The Christmas season can motivate children into the best of behaviors.
The upcoming holiday chides plenty of children into acting their best, cleaning up after themselves and smiling for pictures.
Now add waking up to that list.
A few months ago, my wife and I discovered a solution to a common problem for parents, namely getting your bundles of joy out of bed and ready for school. Alarm clocks are too easy to snooze. If you turn on the lights, they just close their eyes tighter. Even shaking them only works if you keep shaking until they’re out of bed.

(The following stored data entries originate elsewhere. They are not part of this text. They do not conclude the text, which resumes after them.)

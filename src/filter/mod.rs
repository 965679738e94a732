//! Predicate filtering over tickets.
//!
//! A [`PredicateSet`] is a conjunction of optional predicates. Unset
//! predicates match everything, so the default set is the identity filter.
//! Date bounds are inclusive and compare calendar dates, ignoring time of
//! day; undated tickets fail any active date bound.
//!
//! [`Period`] resolves the dashboard's relative week windows ("current
//! week", "last week"...) against an injected `now`.

use chrono::{Duration, NaiveDate, NaiveDateTime};
use thiserror::Error;

use crate::analytics::cost::week_start;
use crate::records::{Field, Origin, Priority, Status, Ticket, UNSPECIFIED, fold_key};

#[derive(Debug, Clone, PartialEq, Eq, Error)]
pub enum FilterError {
    #[error("unknown filter '{0}'")]
    UnknownKey(String),
    #[error("invalid date '{0}' (expected YYYY-MM-DD)")]
    InvalidDate(String),
    #[error("unknown period '{0}' (expected current-week, last-week, last-2-weeks or last-4-weeks)")]
    InvalidPeriod(String),
}

// ---------------------------------------------------------------------------
// Predicates
// ---------------------------------------------------------------------------

/// Active filters. `None` means "All".
#[derive(Debug, Clone, Default, PartialEq)]
pub struct PredicateSet {
    pub date_from: Option<NaiveDate>,
    pub date_to: Option<NaiveDate>,
    pub status: Option<Status>,
    pub priority: Option<Priority>,
    pub origin: Option<Origin>,
    /// Exact customer name; `"Unspecified"` selects tickets without one.
    pub customer: Option<String>,
    /// Case-insensitive substring searched across every text field.
    pub search: Option<String>,
    /// Named period the date bounds came from, if any.
    pub period: Option<Period>,
}

/// `"All"` and blank strings disable a predicate.
fn choice(value: &str) -> Option<&str> {
    let trimmed = value.trim();
    if trimmed.is_empty() || trimmed.eq_ignore_ascii_case("all") {
        None
    } else {
        Some(trimmed)
    }
}

fn parse_date(value: &str) -> Result<NaiveDate, FilterError> {
    NaiveDate::parse_from_str(value, "%Y-%m-%d")
        .map_err(|_| FilterError::InvalidDate(value.to_string()))
}

impl PredicateSet {
    pub fn is_empty(&self) -> bool {
        *self == Self::default()
    }

    /// Set one predicate from a string key/value pair, as given on the
    /// command line or in a query string. `"All"` or an empty value clears
    /// the predicate.
    ///
    /// `period` needs `now` to resolve; pass the same clock the views use.
    pub fn set(&mut self, key: &str, value: &str, now: NaiveDateTime) -> Result<(), FilterError> {
        let value = choice(value);
        match fold_key(key).as_str() {
            "from" | "datefrom" => {
                self.date_from = value.map(parse_date).transpose()?;
                self.period = None;
            }
            "to" | "dateto" => {
                self.date_to = value.map(parse_date).transpose()?;
                self.period = None;
            }
            "status" => self.status = value.map(Status::parse),
            "priority" => self.priority = value.map(Priority::parse),
            "origin" | "externalorinternal" => self.origin = value.map(Origin::parse),
            "customer" => self.customer = value.map(str::to_string),
            "search" | "q" => self.search = value.map(str::to_string),
            "period" => {
                if let Some(raw) = value {
                    let period = Period::parse(raw)
                        .ok_or_else(|| FilterError::InvalidPeriod(raw.to_string()))?;
                    *self = self.clone().with_period(period, now);
                }
            }
            _ => return Err(FilterError::UnknownKey(key.to_string())),
        }
        Ok(())
    }

    /// Replace the date bounds with a period's window.
    pub fn with_period(mut self, period: Period, now: NaiveDateTime) -> Self {
        let (from, to) = period.date_range(now);
        self.date_from = Some(from);
        self.date_to = Some(to);
        self.period = Some(period);
        self
    }

    /// The active date window: the named period if one was set, otherwise
    /// a custom period when both bounds are present.
    pub fn window(&self) -> Option<Period> {
        self.period.or(match (self.date_from, self.date_to) {
            (Some(from), Some(to)) => Some(Period::Custom(from, to)),
            _ => None,
        })
    }

    pub fn has_date_bound(&self) -> bool {
        self.date_from.is_some() || self.date_to.is_some()
    }

    pub fn matches(&self, ticket: &Ticket) -> bool {
        if self.has_date_bound() {
            let Some(date) = ticket.submitted_date() else {
                return false;
            };
            if self.date_from.is_some_and(|from| date < from)
                || self.date_to.is_some_and(|to| date > to)
            {
                return false;
            }
        }
        if self.status.as_ref().is_some_and(|s| !same_label(s.label(), ticket.status.label())) {
            return false;
        }
        if self.priority.as_ref().is_some_and(|p| !same_label(p.label(), ticket.priority.label())) {
            return false;
        }
        if self.origin.as_ref().is_some_and(|o| !same_label(o.label(), ticket.origin.label())) {
            return false;
        }
        if self
            .customer
            .as_deref()
            .is_some_and(|c| c != ticket.customer_label())
        {
            return false;
        }
        if let Some(needle) = &self.search {
            return search_matches(ticket, needle);
        }
        true
    }
}

/// Categorical equality ignoring case, spacing and punctuation, so free-form
/// values like `Awaiting Parts` match `awaiting-parts`.
fn same_label(a: &str, b: &str) -> bool {
    a == b || fold_key(a) == fold_key(b)
}

/// Case-insensitive substring match over all text the ticket carries.
fn search_matches(ticket: &Ticket, needle: &str) -> bool {
    let needle = needle.to_lowercase();
    let contains = |haystack: &str| haystack.to_lowercase().contains(&needle);

    contains(&ticket.id)
        || contains(ticket.status.label())
        || contains(ticket.priority.label())
        || contains(ticket.origin.label())
        || ticket.customer.as_deref().is_some_and(contains)
        || ticket.issue_type.as_deref().is_some_and(contains)
        || ticket.extra.iter().any(|(_, value)| contains(value))
}

/// Tickets matching every active predicate, in input order.
pub fn apply(records: &[Ticket], predicates: &PredicateSet) -> Vec<Ticket> {
    if predicates.is_empty() {
        return records.to_vec();
    }
    records
        .iter()
        .filter(|t| predicates.matches(t))
        .cloned()
        .collect()
}

/// Sorted distinct values of a field, excluding missing values. Used to
/// build filter choices (`"All"` plus these).
pub fn distinct_options(records: &[Ticket], field: Field) -> Vec<String> {
    let mut values: Vec<String> = records
        .iter()
        .map(|t| field.value(t))
        .filter(|v| *v != UNSPECIFIED)
        .map(str::to_string)
        .collect();
    values.sort();
    values.dedup();
    values
}

// ---------------------------------------------------------------------------
// Periods
// ---------------------------------------------------------------------------

/// Relative date windows. Weeks start on Monday.
#[derive(Debug, Clone, Copy, PartialEq, Eq)]
pub enum Period {
    /// Monday of this week through today.
    CurrentWeek,
    /// Monday through Sunday of the previous week.
    LastWeek,
    /// Monday two weeks before this week's Monday through today.
    LastTwoWeeks,
    /// Monday four weeks before this week's Monday through today.
    LastFourWeeks,
    /// Explicit inclusive date range.
    Custom(NaiveDate, NaiveDate),
}

impl Period {
    pub fn parse(raw: &str) -> Option<Self> {
        match fold_key(raw).as_str() {
            "currentweek" | "thisweek" | "week" => Some(Self::CurrentWeek),
            "lastweek" | "previousweek" => Some(Self::LastWeek),
            "last2weeks" | "lasttwoweeks" => Some(Self::LastTwoWeeks),
            "last4weeks" | "lastfourweeks" => Some(Self::LastFourWeeks),
            _ => None,
        }
    }

    /// Inclusive `(from, to)` calendar dates for this period.
    pub fn date_range(self, now: NaiveDateTime) -> (NaiveDate, NaiveDate) {
        let today = now.date();
        let monday = week_start(today);
        match self {
            Self::CurrentWeek => (monday, today),
            Self::LastWeek => (monday - Duration::days(7), monday - Duration::days(1)),
            Self::LastTwoWeeks => (monday - Duration::days(14), today),
            Self::LastFourWeeks => (monday - Duration::days(28), today),
            Self::Custom(from, to) => (from, to),
        }
    }

    pub fn label(self) -> String {
        match self {
            Self::CurrentWeek => "Current Week".to_string(),
            Self::LastWeek => "Last Week".to_string(),
            Self::LastTwoWeeks => "Last 2 Weeks".to_string(),
            Self::LastFourWeeks => "Last 4 Weeks".to_string(),
            Self::Custom(from, to) => format!("{from} to {to}"),
        }
    }
}

// ---------------------------------------------------------------------------
// Tests
// ---------------------------------------------------------------------------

But music? Music moves you, literally. We began blasting the “Presidential and Vice Presidential March” at 6:45 a.m. to speakers in each bedroom to shake them. Then we’d stir them with a child’s song, “Rise and Shine” by Rafi. If that didn’t move you, certainly “Rise, Shine and Give God the Glory” by Dionne Warwick would. Certainly by the time they got to the ninth song on the playlist, “The Lazy Song” by Bruno Mars, they’d get the idea they had to move.
We called our playlist “Get Up.” This worked nearly flawlessly for months. Then, as Advent began, we decided to liven up our musical repertoire with the songs of the season.
At first, it was as much of a disaster as Santa giving children socks.
Frankly, I got too clever. We kicked it off with Bing Crosby’s “White Christmas” thanks to its opening lyrics, “I’m dreaming…” Funny for sleeping girls, right? Then it kicked into my favorite Christmas performance, “The Christmas Song” by Nat King Cole.
While they’re both a pair of Christmas classics, it was six minutes of dreamy crooning that didn’t exactly inspire action. They’re perfect songs for cozying up next to the fire, not jumping out of bed and facing your day.
Two days later, we juggled the list with some more buoyant tunes at the beginning. Each morning, we dare our children to sleep through the bilingual upbeat classic “Feliz Navidad” by José Feliciano. If somehow that doesn’t get them moving, we get them giggling with a live version of Adam Chandler’s “The Chanukah Song.”
Before you know it, they’re dancing along to Andy Williams’ upbeat “It’s the Most Wonderful Time of the Year” or pondering the meaning of life and Santa with Elmo & Patsy’s “Grandma Got Run Over by a Reindeer.” We usually sneak in a religious song before someone stops the playlist, using “Mary, Did You Know?”
It truly is a great way to start the day, hearing songs everyone knows and loves. It reminds them of the season. It reminds them of the joy. It reminds us all, as Nat King Cole himself sang, “Although it’s been said many times, many ways, Merry Christmas to you.”